**EXERCISE AIM**
Pull every line containing "NewBook" from the entries.
Top of MATERIAL SHOWN
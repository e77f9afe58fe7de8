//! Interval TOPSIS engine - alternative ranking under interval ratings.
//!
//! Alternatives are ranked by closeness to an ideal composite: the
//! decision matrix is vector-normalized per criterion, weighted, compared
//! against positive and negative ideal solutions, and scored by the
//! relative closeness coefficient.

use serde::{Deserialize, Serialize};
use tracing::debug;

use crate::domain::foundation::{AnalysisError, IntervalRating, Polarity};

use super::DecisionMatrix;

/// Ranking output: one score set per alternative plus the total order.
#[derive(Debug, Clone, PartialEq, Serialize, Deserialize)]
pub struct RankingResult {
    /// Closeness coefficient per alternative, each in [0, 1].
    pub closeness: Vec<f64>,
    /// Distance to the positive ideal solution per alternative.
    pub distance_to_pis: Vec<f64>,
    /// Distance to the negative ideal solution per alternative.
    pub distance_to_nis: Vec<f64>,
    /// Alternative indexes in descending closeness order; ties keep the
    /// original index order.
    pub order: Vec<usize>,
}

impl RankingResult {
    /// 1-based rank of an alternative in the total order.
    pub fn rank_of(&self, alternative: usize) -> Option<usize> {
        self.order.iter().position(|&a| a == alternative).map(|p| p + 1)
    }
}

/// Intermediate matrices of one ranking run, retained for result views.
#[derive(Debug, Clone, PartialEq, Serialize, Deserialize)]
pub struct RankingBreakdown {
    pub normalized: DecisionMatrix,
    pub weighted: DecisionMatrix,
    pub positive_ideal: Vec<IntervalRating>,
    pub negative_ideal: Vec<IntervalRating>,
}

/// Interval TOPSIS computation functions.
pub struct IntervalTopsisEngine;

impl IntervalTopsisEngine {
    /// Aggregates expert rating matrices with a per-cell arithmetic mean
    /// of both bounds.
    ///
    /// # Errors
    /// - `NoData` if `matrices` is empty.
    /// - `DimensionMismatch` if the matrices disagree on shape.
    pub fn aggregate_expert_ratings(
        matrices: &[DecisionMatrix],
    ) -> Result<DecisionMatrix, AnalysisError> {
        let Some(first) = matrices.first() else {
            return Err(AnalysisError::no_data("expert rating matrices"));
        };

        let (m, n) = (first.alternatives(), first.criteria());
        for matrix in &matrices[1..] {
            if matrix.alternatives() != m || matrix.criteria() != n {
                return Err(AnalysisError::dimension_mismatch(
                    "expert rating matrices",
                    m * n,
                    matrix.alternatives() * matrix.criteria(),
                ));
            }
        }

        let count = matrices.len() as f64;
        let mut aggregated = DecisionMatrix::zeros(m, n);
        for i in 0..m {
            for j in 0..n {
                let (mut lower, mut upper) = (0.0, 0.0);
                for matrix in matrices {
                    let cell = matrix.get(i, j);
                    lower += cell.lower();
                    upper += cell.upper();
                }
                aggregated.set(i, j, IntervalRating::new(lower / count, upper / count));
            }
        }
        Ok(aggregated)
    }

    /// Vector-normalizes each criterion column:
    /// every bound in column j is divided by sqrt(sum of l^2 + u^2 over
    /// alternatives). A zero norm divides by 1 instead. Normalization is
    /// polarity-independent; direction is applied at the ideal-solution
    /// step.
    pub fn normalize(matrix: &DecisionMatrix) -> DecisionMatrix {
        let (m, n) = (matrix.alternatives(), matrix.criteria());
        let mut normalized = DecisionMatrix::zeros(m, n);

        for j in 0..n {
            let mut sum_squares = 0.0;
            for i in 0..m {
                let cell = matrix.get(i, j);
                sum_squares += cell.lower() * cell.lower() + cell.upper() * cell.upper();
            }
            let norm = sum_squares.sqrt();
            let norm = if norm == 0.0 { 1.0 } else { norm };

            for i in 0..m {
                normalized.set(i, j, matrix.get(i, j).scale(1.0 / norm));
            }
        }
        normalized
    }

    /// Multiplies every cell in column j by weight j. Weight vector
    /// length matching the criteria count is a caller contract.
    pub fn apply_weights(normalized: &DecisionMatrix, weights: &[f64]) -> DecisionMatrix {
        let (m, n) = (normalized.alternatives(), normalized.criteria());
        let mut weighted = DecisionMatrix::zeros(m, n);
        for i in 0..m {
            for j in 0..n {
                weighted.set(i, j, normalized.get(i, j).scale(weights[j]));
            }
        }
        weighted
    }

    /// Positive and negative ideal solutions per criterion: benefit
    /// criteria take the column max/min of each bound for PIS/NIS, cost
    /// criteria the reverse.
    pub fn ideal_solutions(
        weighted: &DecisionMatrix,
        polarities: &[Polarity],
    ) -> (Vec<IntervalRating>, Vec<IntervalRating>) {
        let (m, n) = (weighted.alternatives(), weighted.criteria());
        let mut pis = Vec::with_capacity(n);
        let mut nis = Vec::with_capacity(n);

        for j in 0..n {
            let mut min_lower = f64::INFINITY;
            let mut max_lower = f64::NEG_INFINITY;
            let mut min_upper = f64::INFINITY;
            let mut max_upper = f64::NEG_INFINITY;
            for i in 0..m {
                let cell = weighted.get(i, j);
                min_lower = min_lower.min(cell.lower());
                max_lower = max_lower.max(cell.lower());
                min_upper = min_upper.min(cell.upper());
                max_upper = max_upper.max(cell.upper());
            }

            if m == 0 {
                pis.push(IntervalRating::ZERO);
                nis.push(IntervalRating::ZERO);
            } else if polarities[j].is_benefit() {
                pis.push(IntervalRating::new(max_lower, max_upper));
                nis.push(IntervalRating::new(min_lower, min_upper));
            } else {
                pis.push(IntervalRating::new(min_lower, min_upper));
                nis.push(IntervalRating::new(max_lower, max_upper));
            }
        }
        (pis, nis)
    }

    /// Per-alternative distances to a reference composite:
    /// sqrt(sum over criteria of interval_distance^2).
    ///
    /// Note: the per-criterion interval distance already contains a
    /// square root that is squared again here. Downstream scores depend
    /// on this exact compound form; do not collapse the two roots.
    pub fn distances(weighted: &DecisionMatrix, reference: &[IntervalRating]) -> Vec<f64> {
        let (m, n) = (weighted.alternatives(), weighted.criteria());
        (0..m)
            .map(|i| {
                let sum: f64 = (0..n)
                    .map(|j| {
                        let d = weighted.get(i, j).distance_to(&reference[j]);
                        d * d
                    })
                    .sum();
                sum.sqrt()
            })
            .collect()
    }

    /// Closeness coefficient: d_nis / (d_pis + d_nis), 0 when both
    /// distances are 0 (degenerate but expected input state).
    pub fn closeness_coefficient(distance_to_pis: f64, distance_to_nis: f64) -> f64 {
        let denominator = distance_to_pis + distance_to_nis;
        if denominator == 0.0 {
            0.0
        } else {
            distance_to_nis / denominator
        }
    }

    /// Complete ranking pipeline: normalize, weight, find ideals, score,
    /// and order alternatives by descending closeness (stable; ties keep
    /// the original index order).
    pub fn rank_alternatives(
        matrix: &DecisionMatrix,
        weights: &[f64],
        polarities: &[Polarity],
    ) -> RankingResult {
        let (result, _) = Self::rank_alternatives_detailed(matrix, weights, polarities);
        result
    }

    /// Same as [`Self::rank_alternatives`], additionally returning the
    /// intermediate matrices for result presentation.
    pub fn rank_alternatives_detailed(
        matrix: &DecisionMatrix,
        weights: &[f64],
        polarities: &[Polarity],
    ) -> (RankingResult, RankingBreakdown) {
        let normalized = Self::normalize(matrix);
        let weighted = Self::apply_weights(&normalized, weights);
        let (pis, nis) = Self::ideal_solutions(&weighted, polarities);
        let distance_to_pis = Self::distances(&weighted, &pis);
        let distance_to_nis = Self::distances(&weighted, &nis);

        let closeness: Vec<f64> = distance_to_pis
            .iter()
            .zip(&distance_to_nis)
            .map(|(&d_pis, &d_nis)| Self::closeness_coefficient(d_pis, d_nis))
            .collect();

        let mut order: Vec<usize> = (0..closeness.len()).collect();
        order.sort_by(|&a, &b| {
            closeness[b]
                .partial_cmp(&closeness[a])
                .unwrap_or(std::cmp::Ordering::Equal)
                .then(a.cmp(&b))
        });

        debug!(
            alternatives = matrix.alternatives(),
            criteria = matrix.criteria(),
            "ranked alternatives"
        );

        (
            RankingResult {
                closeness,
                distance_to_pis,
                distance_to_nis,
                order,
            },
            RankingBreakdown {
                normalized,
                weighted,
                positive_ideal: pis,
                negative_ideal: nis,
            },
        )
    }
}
Bottom of MATERIAL SHOWN
Top of MATERIAL SHOWN
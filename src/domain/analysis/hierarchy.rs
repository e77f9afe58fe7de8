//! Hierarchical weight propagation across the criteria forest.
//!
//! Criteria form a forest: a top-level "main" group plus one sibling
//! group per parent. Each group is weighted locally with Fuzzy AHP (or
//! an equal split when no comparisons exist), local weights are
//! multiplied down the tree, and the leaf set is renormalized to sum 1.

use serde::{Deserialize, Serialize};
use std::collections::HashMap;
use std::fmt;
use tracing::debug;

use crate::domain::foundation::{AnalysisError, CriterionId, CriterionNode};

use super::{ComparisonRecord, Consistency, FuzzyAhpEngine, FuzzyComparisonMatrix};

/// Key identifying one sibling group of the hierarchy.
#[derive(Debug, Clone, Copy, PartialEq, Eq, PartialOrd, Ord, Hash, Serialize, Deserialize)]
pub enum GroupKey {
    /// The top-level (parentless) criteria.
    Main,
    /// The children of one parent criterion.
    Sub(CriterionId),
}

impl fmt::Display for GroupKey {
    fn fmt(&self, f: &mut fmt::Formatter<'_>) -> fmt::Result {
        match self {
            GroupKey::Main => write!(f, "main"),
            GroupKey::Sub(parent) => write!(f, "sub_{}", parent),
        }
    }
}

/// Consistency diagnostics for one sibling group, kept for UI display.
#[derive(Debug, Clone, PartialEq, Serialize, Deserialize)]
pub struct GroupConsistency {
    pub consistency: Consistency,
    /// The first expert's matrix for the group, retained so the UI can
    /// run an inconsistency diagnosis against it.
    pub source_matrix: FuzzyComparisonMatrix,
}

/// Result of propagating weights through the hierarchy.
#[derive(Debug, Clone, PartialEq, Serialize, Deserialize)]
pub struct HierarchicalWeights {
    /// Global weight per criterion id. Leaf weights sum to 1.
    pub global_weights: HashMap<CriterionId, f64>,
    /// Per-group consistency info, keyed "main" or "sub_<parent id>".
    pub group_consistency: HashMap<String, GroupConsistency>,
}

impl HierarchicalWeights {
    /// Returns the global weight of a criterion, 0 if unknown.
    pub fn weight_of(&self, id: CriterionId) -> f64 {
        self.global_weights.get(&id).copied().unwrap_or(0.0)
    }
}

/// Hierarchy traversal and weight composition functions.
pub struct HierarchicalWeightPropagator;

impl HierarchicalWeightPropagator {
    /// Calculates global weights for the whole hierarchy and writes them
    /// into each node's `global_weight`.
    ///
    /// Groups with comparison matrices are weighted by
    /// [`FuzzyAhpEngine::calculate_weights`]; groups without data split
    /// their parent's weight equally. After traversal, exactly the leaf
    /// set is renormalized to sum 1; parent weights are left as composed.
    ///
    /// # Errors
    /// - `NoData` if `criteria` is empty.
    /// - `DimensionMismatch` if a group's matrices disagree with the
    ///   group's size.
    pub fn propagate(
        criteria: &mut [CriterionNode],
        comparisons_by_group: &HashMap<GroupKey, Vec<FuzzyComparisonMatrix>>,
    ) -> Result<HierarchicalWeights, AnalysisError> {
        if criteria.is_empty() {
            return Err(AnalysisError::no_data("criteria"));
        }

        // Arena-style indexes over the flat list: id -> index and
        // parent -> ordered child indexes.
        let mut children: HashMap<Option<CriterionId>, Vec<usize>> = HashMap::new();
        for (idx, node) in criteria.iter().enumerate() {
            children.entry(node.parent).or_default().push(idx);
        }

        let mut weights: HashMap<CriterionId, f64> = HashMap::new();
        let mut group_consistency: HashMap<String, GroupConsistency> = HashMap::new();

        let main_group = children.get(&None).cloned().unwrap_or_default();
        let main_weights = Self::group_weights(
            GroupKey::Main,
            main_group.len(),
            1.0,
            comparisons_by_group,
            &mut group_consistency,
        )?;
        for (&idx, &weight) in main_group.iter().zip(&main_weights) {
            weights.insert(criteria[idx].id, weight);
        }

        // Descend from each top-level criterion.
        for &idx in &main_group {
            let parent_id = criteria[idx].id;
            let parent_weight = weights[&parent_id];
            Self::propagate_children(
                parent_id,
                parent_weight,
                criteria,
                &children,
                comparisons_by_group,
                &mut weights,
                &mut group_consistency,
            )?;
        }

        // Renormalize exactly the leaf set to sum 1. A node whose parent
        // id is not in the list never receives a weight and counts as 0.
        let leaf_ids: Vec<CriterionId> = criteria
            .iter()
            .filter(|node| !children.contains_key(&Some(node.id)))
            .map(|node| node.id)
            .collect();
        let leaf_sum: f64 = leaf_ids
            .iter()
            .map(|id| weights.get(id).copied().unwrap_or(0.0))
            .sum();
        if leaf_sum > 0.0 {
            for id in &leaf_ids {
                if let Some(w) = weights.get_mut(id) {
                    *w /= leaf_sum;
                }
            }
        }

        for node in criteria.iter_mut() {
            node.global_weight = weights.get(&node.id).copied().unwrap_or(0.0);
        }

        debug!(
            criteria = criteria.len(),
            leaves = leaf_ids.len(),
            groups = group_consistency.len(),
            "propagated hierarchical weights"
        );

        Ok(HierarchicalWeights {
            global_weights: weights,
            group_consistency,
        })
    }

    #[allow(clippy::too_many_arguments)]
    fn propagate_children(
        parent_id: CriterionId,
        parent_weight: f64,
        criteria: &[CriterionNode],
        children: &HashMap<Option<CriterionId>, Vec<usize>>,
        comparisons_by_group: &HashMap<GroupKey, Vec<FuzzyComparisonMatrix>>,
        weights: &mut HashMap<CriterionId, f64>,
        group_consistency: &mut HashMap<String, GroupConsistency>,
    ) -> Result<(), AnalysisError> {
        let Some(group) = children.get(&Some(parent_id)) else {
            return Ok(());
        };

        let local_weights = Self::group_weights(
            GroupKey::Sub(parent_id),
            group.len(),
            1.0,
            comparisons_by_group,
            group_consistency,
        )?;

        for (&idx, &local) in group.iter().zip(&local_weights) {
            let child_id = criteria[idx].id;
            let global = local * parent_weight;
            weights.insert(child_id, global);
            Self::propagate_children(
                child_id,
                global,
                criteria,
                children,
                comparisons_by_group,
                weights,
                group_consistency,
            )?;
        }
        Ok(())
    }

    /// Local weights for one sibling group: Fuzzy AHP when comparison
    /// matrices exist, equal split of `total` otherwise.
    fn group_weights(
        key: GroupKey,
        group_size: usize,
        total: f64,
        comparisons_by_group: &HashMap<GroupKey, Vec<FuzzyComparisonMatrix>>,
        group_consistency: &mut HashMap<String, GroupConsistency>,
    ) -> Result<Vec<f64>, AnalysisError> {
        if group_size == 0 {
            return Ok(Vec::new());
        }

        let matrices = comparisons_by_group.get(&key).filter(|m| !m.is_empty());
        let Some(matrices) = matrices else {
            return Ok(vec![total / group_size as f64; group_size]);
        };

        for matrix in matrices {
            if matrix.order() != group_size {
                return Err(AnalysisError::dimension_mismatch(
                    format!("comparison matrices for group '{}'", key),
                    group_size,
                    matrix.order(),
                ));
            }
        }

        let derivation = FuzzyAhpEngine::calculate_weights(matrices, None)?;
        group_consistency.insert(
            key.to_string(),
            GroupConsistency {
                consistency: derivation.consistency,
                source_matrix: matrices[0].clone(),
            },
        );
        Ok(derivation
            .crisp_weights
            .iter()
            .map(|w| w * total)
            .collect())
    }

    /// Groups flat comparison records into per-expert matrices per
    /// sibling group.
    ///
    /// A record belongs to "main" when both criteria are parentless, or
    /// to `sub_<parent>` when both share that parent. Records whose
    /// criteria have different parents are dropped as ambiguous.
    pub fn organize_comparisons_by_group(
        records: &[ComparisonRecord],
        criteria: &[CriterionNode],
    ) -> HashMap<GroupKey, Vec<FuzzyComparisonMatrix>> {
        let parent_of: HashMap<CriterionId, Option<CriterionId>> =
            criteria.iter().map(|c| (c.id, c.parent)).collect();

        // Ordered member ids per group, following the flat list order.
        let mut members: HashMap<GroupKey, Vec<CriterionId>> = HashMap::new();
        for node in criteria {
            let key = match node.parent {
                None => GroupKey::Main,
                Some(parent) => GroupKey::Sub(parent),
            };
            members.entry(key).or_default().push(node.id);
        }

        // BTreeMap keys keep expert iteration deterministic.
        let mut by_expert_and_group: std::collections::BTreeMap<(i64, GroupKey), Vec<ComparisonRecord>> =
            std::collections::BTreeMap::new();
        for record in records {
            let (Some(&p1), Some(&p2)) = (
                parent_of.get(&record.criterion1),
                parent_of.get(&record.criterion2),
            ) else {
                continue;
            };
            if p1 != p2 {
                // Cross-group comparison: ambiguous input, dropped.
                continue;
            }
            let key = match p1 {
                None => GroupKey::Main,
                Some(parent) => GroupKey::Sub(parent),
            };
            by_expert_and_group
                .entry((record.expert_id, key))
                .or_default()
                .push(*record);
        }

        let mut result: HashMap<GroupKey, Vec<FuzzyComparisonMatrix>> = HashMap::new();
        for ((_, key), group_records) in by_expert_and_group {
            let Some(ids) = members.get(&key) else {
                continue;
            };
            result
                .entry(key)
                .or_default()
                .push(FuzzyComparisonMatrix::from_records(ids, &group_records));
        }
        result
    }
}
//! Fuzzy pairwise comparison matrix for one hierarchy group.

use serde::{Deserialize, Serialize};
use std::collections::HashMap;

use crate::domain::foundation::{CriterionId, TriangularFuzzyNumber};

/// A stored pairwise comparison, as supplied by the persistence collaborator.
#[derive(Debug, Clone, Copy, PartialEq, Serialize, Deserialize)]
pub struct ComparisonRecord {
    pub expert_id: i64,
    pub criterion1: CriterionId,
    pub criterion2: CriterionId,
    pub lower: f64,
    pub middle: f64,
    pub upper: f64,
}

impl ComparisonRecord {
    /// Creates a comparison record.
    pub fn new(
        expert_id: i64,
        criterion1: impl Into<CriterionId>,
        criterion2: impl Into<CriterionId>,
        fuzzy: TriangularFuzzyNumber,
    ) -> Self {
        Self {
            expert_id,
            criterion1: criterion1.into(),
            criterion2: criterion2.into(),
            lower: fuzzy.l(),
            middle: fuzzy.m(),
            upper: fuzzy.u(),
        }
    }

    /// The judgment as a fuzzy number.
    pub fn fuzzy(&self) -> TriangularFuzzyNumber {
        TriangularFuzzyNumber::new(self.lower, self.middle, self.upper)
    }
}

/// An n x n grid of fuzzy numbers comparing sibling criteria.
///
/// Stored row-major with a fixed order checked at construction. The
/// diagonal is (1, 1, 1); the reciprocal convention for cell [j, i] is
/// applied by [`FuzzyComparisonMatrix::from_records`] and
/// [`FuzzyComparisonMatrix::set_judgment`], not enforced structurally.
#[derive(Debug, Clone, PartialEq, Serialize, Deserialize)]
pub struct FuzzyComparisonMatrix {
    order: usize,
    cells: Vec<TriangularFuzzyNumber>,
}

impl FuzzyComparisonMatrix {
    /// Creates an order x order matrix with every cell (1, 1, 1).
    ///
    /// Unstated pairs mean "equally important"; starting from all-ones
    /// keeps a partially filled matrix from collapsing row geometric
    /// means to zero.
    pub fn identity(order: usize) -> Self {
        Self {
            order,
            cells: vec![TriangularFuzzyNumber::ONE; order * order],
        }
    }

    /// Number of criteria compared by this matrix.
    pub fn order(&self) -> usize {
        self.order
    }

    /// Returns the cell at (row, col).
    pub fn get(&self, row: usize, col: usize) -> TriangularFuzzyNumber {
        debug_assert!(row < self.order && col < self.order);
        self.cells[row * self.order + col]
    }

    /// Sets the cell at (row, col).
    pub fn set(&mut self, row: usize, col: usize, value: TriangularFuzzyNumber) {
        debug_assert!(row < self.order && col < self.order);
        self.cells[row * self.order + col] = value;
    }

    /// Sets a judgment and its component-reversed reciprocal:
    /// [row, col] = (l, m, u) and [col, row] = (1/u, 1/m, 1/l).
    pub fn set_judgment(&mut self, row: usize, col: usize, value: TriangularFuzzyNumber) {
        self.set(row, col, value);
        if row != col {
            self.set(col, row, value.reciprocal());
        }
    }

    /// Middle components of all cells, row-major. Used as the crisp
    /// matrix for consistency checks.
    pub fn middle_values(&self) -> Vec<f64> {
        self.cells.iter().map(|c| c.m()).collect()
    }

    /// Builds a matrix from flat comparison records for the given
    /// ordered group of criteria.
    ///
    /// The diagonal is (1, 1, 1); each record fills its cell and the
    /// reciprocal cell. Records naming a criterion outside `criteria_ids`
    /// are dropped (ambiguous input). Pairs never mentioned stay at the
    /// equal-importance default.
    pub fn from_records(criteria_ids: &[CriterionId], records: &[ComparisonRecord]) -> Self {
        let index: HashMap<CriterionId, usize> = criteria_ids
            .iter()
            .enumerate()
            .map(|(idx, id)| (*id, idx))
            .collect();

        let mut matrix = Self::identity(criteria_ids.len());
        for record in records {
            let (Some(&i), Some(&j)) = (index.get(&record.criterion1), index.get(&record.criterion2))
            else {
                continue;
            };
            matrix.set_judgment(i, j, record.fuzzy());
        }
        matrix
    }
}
Bottom of MATERIAL SHOWN
Top of MATERIAL SHOWN
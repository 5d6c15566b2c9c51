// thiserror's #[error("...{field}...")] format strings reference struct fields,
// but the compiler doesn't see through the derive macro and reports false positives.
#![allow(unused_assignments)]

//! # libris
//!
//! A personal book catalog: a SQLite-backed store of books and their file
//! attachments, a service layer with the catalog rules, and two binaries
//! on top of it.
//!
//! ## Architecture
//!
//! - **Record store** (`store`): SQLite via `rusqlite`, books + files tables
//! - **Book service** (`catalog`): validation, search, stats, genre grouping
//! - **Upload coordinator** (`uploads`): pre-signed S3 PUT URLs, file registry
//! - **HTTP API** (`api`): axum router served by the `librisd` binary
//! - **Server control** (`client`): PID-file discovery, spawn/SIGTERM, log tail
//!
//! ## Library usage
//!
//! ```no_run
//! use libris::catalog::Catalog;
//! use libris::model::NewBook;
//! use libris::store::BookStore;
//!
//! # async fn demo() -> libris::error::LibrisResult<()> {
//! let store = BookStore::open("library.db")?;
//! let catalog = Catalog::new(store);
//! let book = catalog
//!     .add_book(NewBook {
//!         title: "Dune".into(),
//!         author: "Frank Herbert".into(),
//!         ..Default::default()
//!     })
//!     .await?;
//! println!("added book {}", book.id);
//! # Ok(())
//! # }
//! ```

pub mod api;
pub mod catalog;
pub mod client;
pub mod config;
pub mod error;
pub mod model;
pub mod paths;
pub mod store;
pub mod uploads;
Bottom of MATERIAL SHOWN
**WRITTEN REPLY**
//! use libris::model::NewBook;
//!     .add_book(NewBook {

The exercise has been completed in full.